Víctor Rietti tiene hoy 83 años. Ambos viven en un piso luminoso sobre la avenida Las Heras, decorado como si allí viviera una pareja de profesionales cuarentones y cancheros. ¿Será así la vejez de los genios? «A este loco se le ocurrió hacer teatro, ahora? ¿vos podés creer?», se queja, en broma, Sara, mientras su marido improvisa su nuevo arte, en un cuarto contiguo.
-¿Y con los boranos cómo hacía los fines de semana? Digo, como me contó que siempre tenían que estar fríos?

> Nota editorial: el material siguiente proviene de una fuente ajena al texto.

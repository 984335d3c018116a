//! # Content Classification
//!
//! Guesses what kind of content a blob of captured text is. Detectors run
//! in a fixed priority order and the **first** one whose confidence
//! reaches the threshold wins; there is no best-of-all comparison.
//!
//! Priority: URL > LaTeX > JSON > Code > Table > HTML > Markdown > Text.
//!
//! Every detector is a bounded scan or a finite-automaton regex, so
//! classification stays linear in the input length. Text with confidence
//! 1.0 is returned whenever nothing else matches, including for empty,
//! whitespace-only or binary-looking input.

mod code;
mod html;
mod json;
pub mod language;
mod latex;
mod markdown;
mod table;
mod types;
pub mod url;

pub use latex::unwrap_math;
pub use types::{
    ClassifierOptions, ContentClassification, ContentKind, EnabledDetectors, Metadata, SourceHint,
    UrlTarget,
};

use crate::error::OptionsError;

/// Line-ratio heuristics look at no more than this many lines.
pub const MAX_SCAN_LINES: usize = 500;

/// Characters sampled when checking for binary input.
const BINARY_SAMPLE: usize = 4096;
/// Share of control characters above which input is treated as binary.
const BINARY_RATIO: f64 = 0.1;

#[derive(Debug, Clone, Copy, PartialEq, Eq)]
enum Detector {
    Url,
    Latex,
    Json,
    Code,
    Table,
    Html,
    Markdown,
}

const PRIORITY: [Detector; 7] = [
    Detector::Url,
    Detector::Latex,
    Detector::Json,
    Detector::Code,
    Detector::Table,
    Detector::Html,
    Detector::Markdown,
];

/// A validated classifier configuration.
#[derive(Debug, Clone, Copy, Default)]
pub struct Classifier {
    options: ClassifierOptions,
}

impl Classifier {
    pub fn new(options: ClassifierOptions) -> Result<Self, OptionsError> {
        let threshold = options.confidence_threshold;
        if !(0.0..=1.0).contains(&threshold) {
            return Err(OptionsError::ConfidenceThreshold(threshold));
        }
        Ok(Self { options })
    }

    pub fn options(&self) -> &ClassifierOptions {
        &self.options
    }

    pub fn classify(&self, text: &str) -> ContentClassification {
        let trimmed = text.trim();
        if trimmed.is_empty() || looks_binary(trimmed) {
            return ContentClassification::text();
        }

        for detector in PRIORITY {
            if !self.enabled(detector) {
                continue;
            }
            let Some(found) = self.run(detector, trimmed) else {
                continue;
            };
            if found.confidence >= self.options.confidence_threshold {
                log::debug!(
                    "classified {} bytes as {} ({:.2})",
                    text.len(),
                    found.kind.name(),
                    found.confidence
                );
                return found;
            }
            log::trace!(
                "{:?} detector below threshold ({:.2})",
                detector,
                found.confidence
            );
        }
        log::debug!("classified {} bytes as text", text.len());
        ContentClassification::text()
    }

    fn enabled(&self, detector: Detector) -> bool {
        let d = &self.options.detectors;
        match detector {
            Detector::Url => d.url,
            Detector::Latex => d.latex,
            Detector::Json => d.json,
            Detector::Code => d.code,
            Detector::Table => d.table,
            Detector::Html => d.html,
            Detector::Markdown => d.markdown,
        }
    }

    fn run(&self, detector: Detector, text: &str) -> Option<ContentClassification> {
        match detector {
            Detector::Url => url::detect(text),
            Detector::Latex => latex::detect(text),
            Detector::Json => json::detect(text),
            Detector::Code => code::detect(text),
            Detector::Table => table::detect(text),
            Detector::Html => html::detect(text, self.options.source_hint),
            Detector::Markdown => markdown::detect(text),
        }
    }
}

/// Classifies with default options.
pub fn classify(text: &str) -> ContentClassification {
    Classifier::default().classify(text)
}

/// Too many control characters in the leading sample.
fn looks_binary(text: &str) -> bool {
    let mut sampled = 0usize;
    let mut control = 0usize;
    for c in text.chars().take(BINARY_SAMPLE) {
        sampled += 1;
        if c.is_control() && !matches!(c, '\t' | '\n' | '\r') {
            control += 1;
        }
    }
    sampled > 0 && control as f64 / sampled as f64 > BINARY_RATIO
}
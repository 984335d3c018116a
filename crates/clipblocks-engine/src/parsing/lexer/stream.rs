use super::token::Token;

/// Tokens in source order plus a read position.
///
/// Lookahead is plain indexing, and nested constructs receive their own
/// stream over the tokens they own, so no parser can observe another's
/// position.
#[derive(Debug, Clone, Default)]
pub struct TokenStream {
    tokens: Vec<Token>,
    pos: usize,
    /// How many [`TokenStream::take_indented`] calls produced this stream.
    depth: usize,
}

impl TokenStream {
    pub fn new(tokens: Vec<Token>) -> Self {
        Self {
            tokens,
            pos: 0,
            depth: 0,
        }
    }

    pub fn depth(&self) -> usize {
        self.depth
    }

    pub fn peek(&self) -> Option<&Token> {
        self.tokens.get(self.pos)
    }

    /// Token `n` positions ahead of the current one (`peek_nth(0) == peek()`).
    pub fn peek_nth(&self, n: usize) -> Option<&Token> {
        self.tokens.get(self.pos + n)
    }

    /// First non-blank token at or after `n` positions ahead.
    pub fn peek_non_blank(&self, n: usize) -> Option<&Token> {
        self.tokens[self.pos.min(self.tokens.len())..]
            .iter()
            .skip(n)
            .find(|t| !t.is_blank())
    }

    pub fn has_next(&self) -> bool {
        self.pos < self.tokens.len()
    }

    pub fn remaining(&self) -> usize {
        self.tokens.len().saturating_sub(self.pos)
    }

    pub(crate) fn checkpoint(&self) -> usize {
        self.pos
    }

    pub(crate) fn rewind(&mut self, checkpoint: usize) {
        self.pos = checkpoint.min(self.tokens.len());
    }

    /// Skips blank tokens, returning how many were skipped.
    pub fn skip_blank(&mut self) -> usize {
        let start = self.pos;
        while self.peek().is_some_and(Token::is_blank) {
            self.pos += 1;
        }
        self.pos - start
    }

    /// Consumes the block of tokens indented deeper than `base`.
    ///
    /// Interior blank lines belong to the block when an indented token
    /// follows them; trailing blanks are left in place.
    pub fn take_indented(&mut self, base: usize) -> TokenStream {
        let start = self.pos;
        let mut end = self.pos;
        let mut i = self.pos;
        while let Some(tok) = self.tokens.get(i) {
            if tok.is_blank() {
                i += 1;
                continue;
            }
            if tok.indent <= base {
                break;
            }
            i += 1;
            end = i;
        }
        self.pos = end;
        TokenStream {
            tokens: self.tokens[start..end].to_vec(),
            pos: 0,
            depth: self.depth + 1,
        }
    }
}

impl Iterator for TokenStream {
    type Item = Token;

    fn next(&mut self) -> Option<Token> {
        let tok = self.tokens.get(self.pos)?.clone();
        self.pos += 1;
        Some(tok)
    }
}
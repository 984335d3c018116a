//! Pure limit checks over formatted blocks.

use super::{
    limits::DestinationLimits,
    types::{BlockType, FormattedBlock, Limit, Payload, Remediation, ValidationResult, Violation},
};

/// Reports every limit the block set breaks, as-is. Never mutates.
///
/// Each violation carries the remediation the formatter applies for it, or
/// [`Remediation::None`] when the content cannot be fixed without loss.
pub fn validate(blocks: &[FormattedBlock], limits: &DestinationLimits) -> ValidationResult {
    let mut violations = Vec::new();

    let total: usize = blocks.iter().map(FormattedBlock::flattened_count).sum();
    if total > limits.max_blocks_per_request {
        violations.push(Violation {
            path: Vec::new(),
            block_type: None,
            limit: Limit::BlockCount {
                actual: total,
                max: limits.max_blocks_per_request,
            },
            remediation: Remediation::Split,
        });
    }

    let mut path = Vec::new();
    for (i, block) in blocks.iter().enumerate() {
        path.push(i);
        let count = block.flattened_count();
        if count > limits.max_blocks_per_request {
            violations.push(Violation {
                path: path.clone(),
                block_type: Some(block.block_type),
                limit: Limit::BlockCount {
                    actual: count,
                    max: limits.max_blocks_per_request,
                },
                remediation: Remediation::Split,
            });
        }
        check_block(block, 0, limits, &mut path, &mut violations);
        path.pop();
    }

    ValidationResult {
        is_valid: violations.is_empty(),
        blocks: blocks.to_vec(),
        violations,
    }
}

fn check_block(
    block: &FormattedBlock,
    depth: usize,
    limits: &DestinationLimits,
    path: &mut Vec<usize>,
    out: &mut Vec<Violation>,
) {
    let mut report = |limit, remediation| {
        out.push(Violation {
            path: path.clone(),
            block_type: Some(block.block_type),
            limit,
            remediation,
        })
    };

    if let Some(longest) = block.spans().map(|s| s.char_len()).max()
        && longest > limits.max_rich_text_length
    {
        report(
            Limit::RichTextLength {
                actual: longest,
                max: limits.max_rich_text_length,
            },
            Remediation::Split,
        );
    }

    if block.block_type != BlockType::TableRow && depth > limits.max_nesting_depth {
        report(
            Limit::NestingDepth {
                actual: depth,
                max: limits.max_nesting_depth,
            },
            Remediation::Flatten,
        );
    }

    if let Payload::Equation { expression } = &block.payload {
        let len = expression.chars().count();
        if len > limits.max_equation_length {
            report(
                Limit::EquationLength {
                    actual: len,
                    max: limits.max_equation_length,
                },
                Remediation::None,
            );
        }
    }

    if is_empty(block) {
        report(Limit::EmptyBlock, Remediation::DropIfEmpty);
    }

    // Row width is checked against the owning table.
    if let Payload::Table { width, .. } = block.payload {
        for (i, row) in block.children.iter().enumerate() {
            if let Payload::TableRow { cells } = &row.payload
                && cells.len() != width
            {
                let mut row_path = path.clone();
                row_path.push(i);
                out.push(Violation {
                    path: row_path,
                    block_type: Some(BlockType::TableRow),
                    limit: Limit::TableWidth {
                        actual: cells.len(),
                        expected: width,
                    },
                    remediation: Remediation::Pad,
                });
            }
        }
    }

    let child_depth = if block.block_type == BlockType::Table {
        depth
    } else {
        depth + 1
    };
    for (i, child) in block.children.iter().enumerate() {
        path.push(i);
        check_block(child, child_depth, limits, path, out);
        path.pop();
    }
}

/// A block with nothing to show: no text, no children and no payload
/// content.
pub(crate) fn is_empty(block: &FormattedBlock) -> bool {
    if !block.children.is_empty() {
        return false;
    }
    let blank_text = block.rich_text.iter().all(|s| s.text.trim().is_empty());
    match &block.payload {
        Payload::Equation { expression } => expression.trim().is_empty(),
        Payload::Media { url, .. } | Payload::Bookmark { url, .. } => url.trim().is_empty(),
        Payload::Table { .. } => true,
        Payload::TableRow { .. } => false,
        _ => block.block_type.is_text_bearing() && blank_text,
    }
}
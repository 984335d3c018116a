/// A line holding nothing but an image, a link or a bare URL.
#[derive(Debug, Clone, PartialEq, Eq)]
pub enum MediaLine {
    Image { alt: String, url: String },
    Link { title: Option<String>, url: String },
}

impl MediaLine {
    pub const IMAGE_OPEN: &'static str = "![";
    pub const SCHEMES: [&'static str; 2] = ["https://", "http://"];

    pub fn parse(rest: &str) -> Option<MediaLine> {
        let t = rest.trim();
        if let Some(after) = t.strip_prefix(Self::IMAGE_OPEN) {
            let (alt, url) = Self::label_and_url(after)?;
            return Some(MediaLine::Image {
                alt: alt.to_string(),
                url: url.to_string(),
            });
        }
        if let Some(after) = t.strip_prefix('[') {
            let (title, url) = Self::label_and_url(after)?;
            if !Self::is_web_url(url) {
                return None;
            }
            let title = title.trim();
            return Some(MediaLine::Link {
                title: (!title.is_empty()).then(|| title.to_string()),
                url: url.to_string(),
            });
        }
        Self::is_web_url(t).then(|| MediaLine::Link {
            title: None,
            url: t.to_string(),
        })
    }

    pub fn is_web_url(s: &str) -> bool {
        Self::SCHEMES
            .iter()
            .any(|scheme| {
                s.len() > scheme.len()
                    && s.get(..scheme.len())
                        .is_some_and(|head| head.eq_ignore_ascii_case(scheme))
            })
            && !s.contains(char::is_whitespace)
    }

    /// Splits `label](url)` where the line must end right after `)`.
    fn label_and_url(after_open: &str) -> Option<(&str, &str)> {
        let close = after_open.find("](")?;
        let label = &after_open[..close];
        if label.contains(']') {
            return None;
        }
        let url = after_open[close + 2..].strip_suffix(')')?.trim();
        if url.is_empty() || url.contains(char::is_whitespace) || url.contains(')') {
            return None;
        }
        Some((label, url))
    }
}
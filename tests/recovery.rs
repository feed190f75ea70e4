//! Crash-window recovery: the region is reattached after simulated
//! process death at every interesting point in the journal protocol.

mod common;

use razorfs::FsError;
use razorfs::ROOT_INODE;
use razorfs::RazorFs;
use razorfs::Region;
use razorfs::Wal;
use razorfs::WalRecord;
use tempfile::TempDir;

use crate::common::small_settings;
use crate::common::unique_region_name;

const FILE_MODE: u32 = libc::S_IFREG as u32 | 0o644;

/// Kill after WAL.append but before WAL.commit: the staged operation
/// must not exist after remount.
#[test]
fn crash_before_commit_discards_the_operation() {
    let region_name = unique_region_name("crash-precommit");
    let wal_dir = TempDir::new().unwrap();
    let wal_path = wal_dir.path().join("razorfs.wal");
    let mut settings = small_settings(&region_name);
    settings.wal_path = Some(wal_path.clone());

    {
        let fs = RazorFs::new(settings.clone()).unwrap();
        fs.create_dir(ROOT_INODE, b"a", 0o755).unwrap();
        // Dropped without shutdown: the simulated process death.
    }

    // Re-stage what the dispatcher would have written for
    // write("/a/x", "data"), stopping short of the commit. The fresh
    // region put /a at arena index 1 (the root holds index 0).
    {
        let wal = Wal::open(&wal_path).unwrap();
        let txn = wal.begin().unwrap();
        wal.append(
            txn,
            &WalRecord::Insert {
                parent: 1,
                inode: 100,
                mode: FILE_MODE,
                name: b"x".to_vec(),
            },
        )
        .unwrap();
        wal.append(
            txn,
            &WalRecord::Write {
                inode: 100,
                offset: 0,
                data: b"data".to_vec(),
            },
        )
        .unwrap();
        // No commit.
    }

    let fs = RazorFs::new(settings).unwrap();
    assert!(!fs.is_read_only());
    let a = fs.tree().lookup_child(ROOT_INODE, b"a").unwrap();
    assert_eq!(
        fs.tree().lookup_child(a.inode, b"x").unwrap_err(),
        FsError::NotFound
    );
    fs.shutdown();
    Region::destroy(&region_name).unwrap();
}

/// Kill after WAL.commit but before the region was touched: replay must
/// reconstruct the operation.
#[test]
fn crash_after_commit_replays_the_operation() {
    let region_name = unique_region_name("crash-postcommit");
    let wal_dir = TempDir::new().unwrap();
    let wal_path = wal_dir.path().join("razorfs.wal");
    let mut settings = small_settings(&region_name);
    settings.wal_path = Some(wal_path.clone());

    {
        let fs = RazorFs::new(settings.clone()).unwrap();
        fs.create_dir(ROOT_INODE, b"a", 0o755).unwrap();
    }

    {
        let wal = Wal::open(&wal_path).unwrap();
        let txn = wal.begin().unwrap();
        wal.append(
            txn,
            &WalRecord::Insert {
                parent: 1,
                inode: 100,
                mode: FILE_MODE,
                name: b"x".to_vec(),
            },
        )
        .unwrap();
        wal.append(
            txn,
            &WalRecord::Write {
                inode: 100,
                offset: 0,
                data: b"data".to_vec(),
            },
        )
        .unwrap();
        wal.commit(txn).unwrap();
    }

    let fs = RazorFs::new(settings).unwrap();
    let inode = fs.tree().path_lookup("/a/x").unwrap();
    assert_eq!(inode, 100);
    assert_eq!(fs.read_at(inode, 0, 64).unwrap(), b"data");
    fs.shutdown();
    Region::destroy(&region_name).unwrap();
}

/// A committed operation that also survived in the region must not be
/// applied twice.
#[test]
fn replay_is_idempotent_when_region_survived() {
    let region_name = unique_region_name("replay-idempotent");
    let wal_dir = TempDir::new().unwrap();
    let mut settings = small_settings(&region_name);
    settings.wal_path = Some(wal_dir.path().join("razorfs.wal"));

    {
        let fs = RazorFs::new(settings.clone()).unwrap();
        let dir = fs.create_dir(ROOT_INODE, b"d", 0o755).unwrap();
        let file = fs.create_file(dir.inode, b"f", 0o644).unwrap();
        fs.write_at(file.inode, 0, b"payload").unwrap();
        // Crash: region fully applied, journal not yet checkpointed.
    }

    let fs = RazorFs::new(settings).unwrap();
    let dir = fs.tree().lookup_child(ROOT_INODE, b"d").unwrap();
    // Exactly one "d", exactly one "f".
    assert_eq!(fs.tree().readdir(ROOT_INODE).unwrap().len(), 1);
    assert_eq!(fs.tree().readdir(dir.inode).unwrap().len(), 1);
    let inode = fs.tree().path_lookup("/d/f").unwrap();
    assert_eq!(fs.read_at(inode, 0, 64).unwrap(), b"payload");
    fs.shutdown();
    Region::destroy(&region_name).unwrap();
}

/// A torn record at the journal tail is treated as never written.
#[test]
fn torn_tail_does_not_block_mounting() {
    use std::fs::OpenOptions;
    use std::io::Write;

    let region_name = unique_region_name("torn-tail");
    let wal_dir = TempDir::new().unwrap();
    let wal_path = wal_dir.path().join("razorfs.wal");
    let mut settings = small_settings(&region_name);
    settings.wal_path = Some(wal_path.clone());

    {
        let fs = RazorFs::new(settings.clone()).unwrap();
        fs.create_file(ROOT_INODE, b"kept", 0o644).unwrap();
    }
    {
        let mut file = OpenOptions::new().append(true).open(&wal_path).unwrap();
        file.write_all(&[0x5A; 17]).unwrap();
    }

    let fs = RazorFs::new(settings).unwrap();
    assert!(!fs.is_read_only());
    assert!(fs.tree().lookup_child(ROOT_INODE, b"kept").is_ok());
    fs.shutdown();
    Region::destroy(&region_name).unwrap();
}

/// Deleting and re-creating under a crash window replays cleanly.
#[test]
fn delete_then_crash_replays_the_delete() {
    let region_name = unique_region_name("crash-delete");
    let wal_dir = TempDir::new().unwrap();
    let wal_path = wal_dir.path().join("razorfs.wal");
    let mut settings = small_settings(&region_name);
    settings.wal_path = Some(wal_path.clone());

    let victim_inode;
    {
        let fs = RazorFs::new(settings.clone()).unwrap();
        let node = fs.create_file(ROOT_INODE, b"victim", 0o644).unwrap();
        victim_inode = node.inode;
        fs.shutdown();
    }

    // A committed delete the region never saw.
    {
        let wal = Wal::open(&wal_path).unwrap();
        let txn = wal.begin().unwrap();
        wal.append(
            txn,
            &WalRecord::Delete {
                inode: victim_inode,
            },
        )
        .unwrap();
        wal.commit(txn).unwrap();
    }

    let fs = RazorFs::new(settings).unwrap();
    assert_eq!(
        fs.tree().lookup_child(ROOT_INODE, b"victim").unwrap_err(),
        FsError::NotFound
    );
    fs.shutdown();
    Region::destroy(&region_name).unwrap();
}

/// Without a journal, an unclean detach still mounts; the invariant
/// sweep repairs what it can and keeps the intact part of the tree.
#[test]
fn non_durable_unclean_detach_recovers_structure() {
    let region_name = unique_region_name("non-durable-crash");
    let settings = small_settings(&region_name);

    {
        let fs = RazorFs::new(settings.clone()).unwrap();
        let dir = fs.create_dir(ROOT_INODE, b"d", 0o755).unwrap();
        fs.create_file(dir.inode, b"f", 0o644).unwrap();
        // No shutdown: clean flag stays unset.
    }

    let fs = RazorFs::new(settings).unwrap();
    assert!(fs.tree().path_lookup("/d/f").is_ok());
    fs.shutdown();
    Region::destroy(&region_name).unwrap();
}
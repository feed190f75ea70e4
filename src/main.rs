use std::io::ErrorKind;
use std::path::PathBuf;
use std::process::ExitCode;

use clap::Arg;
use clap::ArgAction;
use clap::Command;
use clap::crate_version;
use fuser::Config;
use fuser::MountOption;
use fuser::SessionACL;
use log::LevelFilter;
use log::error;
use razorfs::RazorFs;
use razorfs::Settings;

fn main() -> ExitCode {
    let matches = Command::new("razorfs")
        .version(crate_version!())
        .about("In-memory FUSE filesystem backed by shared memory and a write-ahead log")
        .arg(
            Arg::new("mount-point")
                .value_name("MOUNT_POINT")
                .required(true)
                .help("Directory to mount the filesystem on"),
        )
        .arg(
            Arg::new("region-name")
                .long("region-name")
                .value_name("NAME")
                .default_value("razorfs")
                .help("Shared-memory region identifier"),
        )
        .arg(
            Arg::new("node-capacity")
                .long("node-capacity")
                .value_name("NODES")
                .value_parser(clap::value_parser!(u32))
                .default_value("16384")
                .help("Node arena capacity when creating a region"),
        )
        .arg(
            Arg::new("string-capacity")
                .long("string-capacity")
                .value_name("BYTES")
                .value_parser(clap::value_parser!(u32))
                .default_value("1048576")
                .help("String table capacity when creating a region"),
        )
        .arg(
            Arg::new("data-capacity")
                .long("data-capacity")
                .value_name("BYTES")
                .value_parser(clap::value_parser!(u64))
                .default_value("67108864")
                .help("Payload block pool capacity when creating a region"),
        )
        .arg(
            Arg::new("wal")
                .long("wal")
                .value_name("PATH")
                .help("Write-ahead log path; omit to run without durability"),
        )
        .arg(
            Arg::new("compression-threshold")
                .long("compression-threshold")
                .value_name("BYTES")
                .value_parser(clap::value_parser!(u32))
                .default_value("65536")
                .help("Files below this size are never compressed"),
        )
        .arg(
            Arg::new("rebalance-interval")
                .long("rebalance-interval")
                .value_name("MUTATIONS")
                .value_parser(clap::value_parser!(u64))
                .default_value("0")
                .help("Mutations between automatic rebalances; 0 disables"),
        )
        .arg(
            Arg::new("auto-unmount")
                .long("auto-unmount")
                .action(ArgAction::SetTrue)
                .help("Automatically unmount when the process exits"),
        )
        .arg(
            Arg::new("allow-other")
                .long("allow-other")
                .action(ArgAction::SetTrue)
                .help("Allow other users to access the mount"),
        )
        .arg(
            Arg::new("v")
                .short('v')
                .action(ArgAction::Count)
                .help("Sets the level of verbosity"),
        )
        .get_matches();

    let verbosity = matches.get_count("v");
    let log_level = match verbosity {
        0 => LevelFilter::Error,
        1 => LevelFilter::Warn,
        2 => LevelFilter::Info,
        3 => LevelFilter::Debug,
        _ => LevelFilter::Trace,
    };
    env_logger::builder()
        .format_timestamp_nanos()
        .filter_level(log_level)
        .init();

    let settings = Settings {
        region_name: matches.get_one::<String>("region-name").unwrap().clone(),
        node_capacity: *matches.get_one::<u32>("node-capacity").unwrap(),
        string_capacity: *matches.get_one::<u32>("string-capacity").unwrap(),
        data_capacity: *matches.get_one::<u64>("data-capacity").unwrap(),
        wal_path: matches.get_one::<String>("wal").map(PathBuf::from),
        compression_threshold: *matches.get_one::<u32>("compression-threshold").unwrap(),
        rebalance_interval: *matches.get_one::<u64>("rebalance-interval").unwrap(),
    };

    let fs = match RazorFs::new(settings) {
        Ok(fs) => fs,
        Err(err) => {
            error!("initialization failed: {err}");
            return ExitCode::FAILURE;
        }
    };

    let mut options = vec![MountOption::FSName("razorfs".to_string())];
    if matches.get_flag("auto-unmount") {
        options.push(MountOption::AutoUnmount);
    }
    let acl = if matches.get_flag("allow-other") {
        SessionACL::All
    } else {
        SessionACL::Owner
    };

    let mut config = Config::default();
    config.mount_options = options;
    config.acl = acl;

    let mountpoint: String = matches.get_one::<String>("mount-point").unwrap().clone();
    match fuser::mount2(fs, &mountpoint, &config) {
        Ok(()) => ExitCode::SUCCESS,
        Err(err) => {
            // EPERM here usually means user_allow_other is missing from
            // /etc/fuse.conf.
            error!("{err}");
            if err.kind() == ErrorKind::PermissionDenied {
                ExitCode::from(2)
            } else {
                ExitCode::FAILURE
            }
        }
    }
}
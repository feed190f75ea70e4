//! The 16-ary metadata tree.
//!
//! A logical tree layered over the node arena: children are a fixed
//! 16-slot index array, sibling names are unique, and every operation is
//! index-addressed so the whole structure is position-independent inside
//! the region.
//!
//! Locking discipline:
//!
//! - every operation holds the global tree lock for read; `rebalance`
//!   holds it for write (it permutes arena indices);
//! - node locks are acquired ancestors first, never the reverse;
//! - the arena allocator mutex is only ever taken inside a node write
//!   lock;
//! - read paths take the parent's read lock, then each scanned child's
//!   read lock just long enough to copy it.
//!
//! The bridge addresses nodes by inode number, so the public surface here
//! is inode-based; an in-memory inode-to-index map (rebuilt on attach and
//! after rebalance) does the translation under the global lock.

use std::collections::HashMap;
use std::collections::VecDeque;
use std::sync::Arc;
use std::sync::atomic::AtomicU32;
use std::sync::atomic::AtomicU64;
use std::sync::atomic::Ordering;
use std::time::SystemTime;
use std::time::UNIX_EPOCH;

use parking_lot::RwLock;
use parking_lot::RwLockReadGuard;
use parking_lot::RwLockWriteGuard;
use smallvec::SmallVec;

use crate::arena::INVALID;
use crate::arena::MAX_CHILDREN;
use crate::arena::NodeArena;
use crate::arena::ROOT_INDEX;
use crate::arena::RawNode;
use crate::config::MAX_PATH_DEPTH;
use crate::errors::FsError;
use crate::errors::FsResult;
use crate::region::Region;
use crate::strtab::StringTable;
use crate::strtab::validate_name;

/// Inode number of the root directory (the bridge's root).
pub const ROOT_INODE: u32 = 1;

/// Seconds since the epoch, saturating at zero for pre-epoch clocks.
pub(crate) fn unix_now() -> u64 {
    SystemTime::now()
        .duration_since(UNIX_EPOCH)
        .map(|d| d.as_secs())
        .unwrap_or(0)
}

/// Which node to expect when removing a directory entry.
#[derive(Debug, Clone, Copy, PartialEq, Eq)]
pub enum DeleteKind {
    /// `unlink`: the target must be a regular file.
    File,
    /// `rmdir`: the target must be an empty directory.
    Directory,
}

/// Field subset applied by [`Tree::update`].
#[derive(Debug, Clone, Copy, Default)]
pub struct NodeUpdate {
    /// Replacement permission bits (the type bits are preserved).
    pub mode: Option<u32>,
    /// Replacement logical size (the payload store owns the bytes).
    pub size: Option<u64>,
    /// Replacement modification time.
    pub mtime: Option<u64>,
}

/// One directory entry as reported to the bridge.
#[derive(Debug, Clone)]
pub struct DirEntry {
    /// Inode of the child.
    pub inode: u32,
    /// Mode bits of the child.
    pub mode: u32,
    /// Name bytes of the child.
    pub name: Vec<u8>,
}

/// The metadata tree over arena, string table, and region.
pub struct Tree {
    pub(crate) region: Arc<Region>,
    pub(crate) arena: NodeArena,
    pub(crate) strtab: StringTable,
    big: RwLock<()>,
    inode_map: RwLock<HashMap<u32, u32>>,
    next_inode: AtomicU32,
    mutations: AtomicU64,
}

-Ibamos con Víctor al laboratorio; cambiábamos el aire líquido y la nieve carbónica. También venían los chicos, que corrían entre los tubos.
¿Y qué la llevaba a hacer todas esas cosas, el amor por la ciencia?
Sara dice que, en tantos años de vida, aprendió que hay algo que nos salva siempre. Y ese «algo» es la esperanza. «Nada podemos cambiar sin ella. ¿Cómo podemos cambiar las cosas si vemos todo negro, o pensamos que no hay salida? Por eso, creeme: la esperanza es revolucionaria«.